Task to carry out — Go through the entries below line by line and tally those holding "cache"; write only the tally.

(Collected data)
::::
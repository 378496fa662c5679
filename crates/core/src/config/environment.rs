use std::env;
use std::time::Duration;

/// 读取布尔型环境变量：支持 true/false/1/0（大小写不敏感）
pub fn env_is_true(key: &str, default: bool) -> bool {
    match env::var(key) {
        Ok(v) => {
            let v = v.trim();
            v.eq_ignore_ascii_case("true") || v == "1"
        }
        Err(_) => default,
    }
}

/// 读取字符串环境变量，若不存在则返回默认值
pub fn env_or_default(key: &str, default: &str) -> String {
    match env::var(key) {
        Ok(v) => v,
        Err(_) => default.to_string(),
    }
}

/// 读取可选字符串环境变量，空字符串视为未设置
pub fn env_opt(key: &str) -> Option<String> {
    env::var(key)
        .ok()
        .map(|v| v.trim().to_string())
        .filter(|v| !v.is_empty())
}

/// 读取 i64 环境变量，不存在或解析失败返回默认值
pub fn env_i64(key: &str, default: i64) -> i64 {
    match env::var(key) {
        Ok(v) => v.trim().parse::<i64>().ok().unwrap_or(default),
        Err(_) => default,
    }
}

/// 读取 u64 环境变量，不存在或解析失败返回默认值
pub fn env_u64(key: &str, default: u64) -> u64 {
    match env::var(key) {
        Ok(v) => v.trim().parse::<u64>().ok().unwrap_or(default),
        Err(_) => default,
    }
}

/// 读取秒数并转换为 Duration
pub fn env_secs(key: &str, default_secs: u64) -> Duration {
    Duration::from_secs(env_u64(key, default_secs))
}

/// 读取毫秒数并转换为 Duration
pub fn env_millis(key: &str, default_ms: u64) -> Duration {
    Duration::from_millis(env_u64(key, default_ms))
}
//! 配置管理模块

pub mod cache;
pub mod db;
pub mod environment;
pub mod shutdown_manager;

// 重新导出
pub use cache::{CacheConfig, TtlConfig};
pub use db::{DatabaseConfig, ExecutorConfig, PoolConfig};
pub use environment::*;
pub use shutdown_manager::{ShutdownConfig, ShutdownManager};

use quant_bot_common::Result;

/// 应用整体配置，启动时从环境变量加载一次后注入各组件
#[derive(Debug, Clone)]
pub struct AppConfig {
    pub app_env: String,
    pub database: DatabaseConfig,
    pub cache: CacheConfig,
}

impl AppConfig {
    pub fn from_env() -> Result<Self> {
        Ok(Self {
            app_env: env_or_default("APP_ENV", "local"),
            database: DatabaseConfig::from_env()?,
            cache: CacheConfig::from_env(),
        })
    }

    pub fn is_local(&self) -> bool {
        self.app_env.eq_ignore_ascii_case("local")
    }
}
::::
Response below — 4